Wovon wir leben

Georg Gerster gehört weltweit zu den bedeutendsten Vertretern der Flugfotografie. 50 Jahre nach seinem ersten Fotoflug, zu dem er 1963 im Sudan startete, widmet ihm die Fotostiftung Schweiz in Winterthur eine monografische Ausstellung. Unter dem Titel "Wovon wir leben – Flugbilder von Georg Gerster" geht es dabei um das Thema Welternährung, ein Schwerpunkt in seinem Schaffen. Neben einigen Ikonen präsentiert die Schau auch viele unbekannte Werke.

Fliegen und fotografieren: Schon im 19. Jahrhundert hat die Verbindung dieser technischen Errungenschaften eine eigene Kategorie von Bildern hervorgebracht und eine ganz neue Wahrnehmung der Welt eröffnet. Flugbilder vermitteln nicht nur atemberaubende ästhetische Erlebnisse, sie erlauben es auch, geografische, biologische, ökologische, wirtschaftliche oder politische Zusammenhänge zu entdecken, die dem menschlichen Auge am Boden verborgen bleiben. Kaum eine fotografische Perspektive ruft so viel Staunen hervor wie die Sicht von oben.

Der Schweizer Georg Gerster (geb. 1928 in Winterthur) hat in einem halben Jahrhundert Flugfotografie die herkömmliche Luftaufnahme zum Flugbild veredelt. Dabei erlangte der promovierte Germanist nicht nur technische Meisterschaft. Bei Gerster verbindet sich die Faszination für abstrakte Formen und berauschende Farben mit dem Drang nach Erkenntnis. Der dem Flugbild eigene Verfremdungseffekt ist ihm nicht Selbstzweck. Vielmehr nutzt er ihn, um beim Betrachter Respekt für die Schönheit und Einzigartigkeit unseres Planeten zu wecken.

Gerster fördert damit aber auch das Verständnis für gewachsene, jahrtausendealte Strukturen und Lebensformen, und er dokumentiert die Auswirkungen von menschlichen Eingriffen in den ökologischen Kreislauf. Seine ausführlichen Kommentare zu den oft rätselhaften Bildern zeugen von intensiver fachlicher Auseinandersetzung mit den sichtbaren Gegebenheiten. Die Ausstellung "Wovon wir leben – Flugbilder von Georg Gerster" widmet sich dem Thema der verfügbaren Ressourcen – ein Thema, das in der Agenda des 21. Jahrhunderts ganz oben steht.

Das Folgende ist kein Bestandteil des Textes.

//! OpenAI Responses API wire types, used by the Codex CLI surface
//! (`/v1/responses`). Distinct item-list shape from Chat Completions:
//! input/output are flat lists of typed items rather than role turns.

use serde::{Deserialize, Serialize};

#[derive(Debug, Clone, PartialEq, Serialize, Deserialize)]
#[serde(tag = "type")]
#[serde(rename_all = "snake_case")]
pub enum InputContentPart {
    InputText { text: String },
    InputImage { image_url: String },
}

#[derive(Debug, Clone, PartialEq, Serialize, Deserialize)]
#[serde(tag = "type")]
#[serde(rename_all = "snake_case")]
pub enum InputItem {
    Message {
        role: String,
        content: Vec<InputContentPart>,
    },
    FunctionCall {
        call_id: String,
        name: String,
        arguments: String,
    },
    FunctionCallOutput {
        call_id: String,
        output: String,
    },
    Reasoning {
        #[serde(default)]
        summary: Vec<serde_json::Value>,
    },
}

#[derive(Debug, Clone, PartialEq, Serialize, Deserialize)]
pub struct FunctionTool {
    pub name: String,
    #[serde(skip_serializing_if = "Option::is_none")]
    pub description: Option<String>,
    pub parameters: serde_json::Value,
}

#[derive(Debug, Clone, PartialEq, Serialize, Deserialize)]
#[serde(tag = "type")]
#[serde(rename_all = "snake_case")]
pub enum ToolDefinition {
    Function(FunctionTool),
}

#[derive(Debug, Clone, PartialEq, Serialize, Deserialize)]
pub struct ResponseRequest {
    pub model: String,
    pub input: Vec<InputItem>,
    #[serde(skip_serializing_if = "Option::is_none")]
    pub instructions: Option<String>,
    #[serde(skip_serializing_if = "Option::is_none")]
    pub stream: Option<bool>,
    #[serde(skip_serializing_if = "Option::is_none")]
    pub store: Option<bool>,
    #[serde(skip_serializing_if = "Option::is_none")]
    pub parallel_tool_calls: Option<bool>,
    #[serde(skip_serializing_if = "Option::is_none")]
    pub tools: Option<Vec<ToolDefinition>>,
    #[serde(skip_serializing_if = "Option::is_none")]
    pub tool_choice: Option<serde_json::Value>,
    #[serde(skip_serializing_if = "Option::is_none")]
    pub max_output_tokens: Option<u32>,
    #[serde(skip_serializing_if = "Option::is_none")]
    pub temperature: Option<f64>,
    #[serde(skip_serializing_if = "Option::is_none")]
    pub top_p: Option<f64>,
    #[serde(skip_serializing_if = "Option::is_none")]
    pub reasoning: Option<ReasoningConfig>,
}

#[derive(Debug, Clone, PartialEq, Serialize, Deserialize)]
pub struct ReasoningConfig {
    #[serde(skip_serializing_if = "Option::is_none")]
    pub effort: Option<String>,
}

#[derive(Debug, Clone, PartialEq, Serialize, Deserialize)]
#[serde(tag = "type")]
#[serde(rename_all = "snake_case")]
pub enum OutputContentPart {
    OutputText { text: String },
}

#[derive(Debug, Clone, PartialEq, Serialize, Deserialize)]
#[serde(tag = "type")]
#[serde(rename_all = "snake_case")]
pub enum OutputItem {
    Message {
        id: String,
        role: String,
        content: Vec<OutputContentPart>,
    },
    FunctionCall {
        id: String,
        call_id: String,
        name: String,
        arguments: String,
    },
    Reasoning {
        id: String,
        #[serde(default)]
        summary: Vec<serde_json::Value>,
    },
}

#[derive(Debug, Clone, Copy, Default, PartialEq, Eq, Serialize, Deserialize)]
pub struct InputTokensDetails {
    #[serde(default)]
    pub cached_tokens: u64,
}

#[derive(Debug, Clone, Copy, Default, PartialEq, Eq, Serialize, Deserialize)]
pub struct OutputTokensDetails {
    #[serde(default)]
    pub reasoning_tokens: u64,
}

#[derive(Debug, Clone, Copy, Default, PartialEq, Eq, Serialize, Deserialize)]
pub struct ResponseUsage {
    pub input_tokens: u64,
    pub output_tokens: u64,
    pub total_tokens: u64,
    #[serde(default, skip_serializing_if = "Option::is_none")]
    pub input_tokens_details: Option<InputTokensDetails>,
    #[serde(default, skip_serializing_if = "Option::is_none")]
    pub output_tokens_details: Option<OutputTokensDetails>,
}

#[derive(Debug, Clone, PartialEq, Serialize, Deserialize)]
pub struct ResponseObject {
    pub id: String,
    pub model: String,
    pub status: String,
    pub output: Vec<OutputItem>,
    #[serde(skip_serializing_if = "Option::is_none")]
    pub usage: Option<ResponseUsage>,
}

/// Event payloads carried inside `SseEvent::data` for `stream: true`.
#[derive(Debug, Clone, PartialEq, Serialize, Deserialize)]
#[serde(tag = "type")]
#[serde(rename_all = "snake_case")]
pub enum StreamEvent {
    #[serde(rename = "response.created")]
    ResponseCreated { response: ResponseObject },
    #[serde(rename = "response.output_item.added")]
    OutputItemAdded { output_index: u32, item: OutputItem },
    #[serde(rename = "response.output_text.delta")]
    OutputTextDelta {
        output_index: u32,
        item_id: String,
        delta: String,
    },
    #[serde(rename = "response.function_call_arguments.delta")]
    FunctionCallArgumentsDelta {
        output_index: u32,
        item_id: String,
        delta: String,
    },
    #[serde(rename = "response.output_item.done")]
    OutputItemDone { output_index: u32, item: OutputItem },
    #[serde(rename = "response.completed")]
    ResponseCompleted { response: ResponseObject },
}

#[derive(Debug, Clone, PartialEq, Serialize, Deserialize)]
pub struct ErrorBody {
    pub message: String,
    #[serde(rename = "type")]
    pub kind: String,
}

#[derive(Debug, Clone, PartialEq, Serialize, Deserialize)]
pub struct ErrorResponse {
    pub error: ErrorBody,
}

In den Werken von Georg Gerster findet diese oft nur abstrakt und mit statistischem Material diskutierte Herausforderung einen überzeugenden symbolischen Ausdruck. Dabei rufen seine Bilder, statt mit plakativen Anklagen und Antworten aufzuwarten, immer wieder die Komplexität des Themas in Erinnerung. Mehr noch: Wer sich in Georg Gersters Arbeiten vertieft, darf sich durchaus von der Schönheit der Oberfläche verführen lassen, darf sich an der Ästhetik der gestalteten Bilder satt sehen – und wird gerade dadurch erkennen, was auf dem Spiel steht.